*** Begin section ***

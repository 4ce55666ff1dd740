//! Configuration schema definitions.
//!
//! All types derive Serde traits for deserialization from TOML files.

use serde::{Deserialize, Serialize};

/// Root configuration.
#[derive(Debug, Clone, Deserialize, Serialize, Default, PartialEq)]
#[serde(default)]
pub struct AppConfig {
    /// Log output settings.
    pub logging: LoggingConfig,

    /// Logger cache settings.
    pub cache: CacheConfig,
}

/// Log output configuration.
#[derive(Debug, Clone, Deserialize, Serialize, PartialEq)]
#[serde(default)]
pub struct LoggingConfig {
    /// Default filter level (trace, debug, info, warn, error).
    /// `RUST_LOG` takes precedence when set.
    pub level: String,

    /// Line format.
    pub format: LogFormat,

    /// Colorize output.
    pub ansi: bool,

    /// Include the event target in each line.
    pub with_target: bool,
}

impl Default for LoggingConfig {
    fn default() -> Self {
        Self {
            level: "info".to_string(),
            format: LogFormat::Full,
            ansi: true,
            with_target: true,
        }
    }
}

/// Log line format.
#[derive(Debug, Clone, Copy, Deserialize, Serialize, Default, PartialEq, Eq)]
#[serde(rename_all = "lowercase")]
pub enum LogFormat {
    #[default]
    Full,
    Compact,
}

/// Logger cache configuration.
#[derive(Debug, Clone, Deserialize, Serialize, Default, PartialEq)]
#[serde(default)]
pub struct CacheConfig {
    /// Number of loggers to reserve space for up front.
    pub initial_capacity: usize,
}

*** End section ***

Problem details:
Once you have counted every line above that contains the string "settings", give that number and nothing more.

Expected answer:
2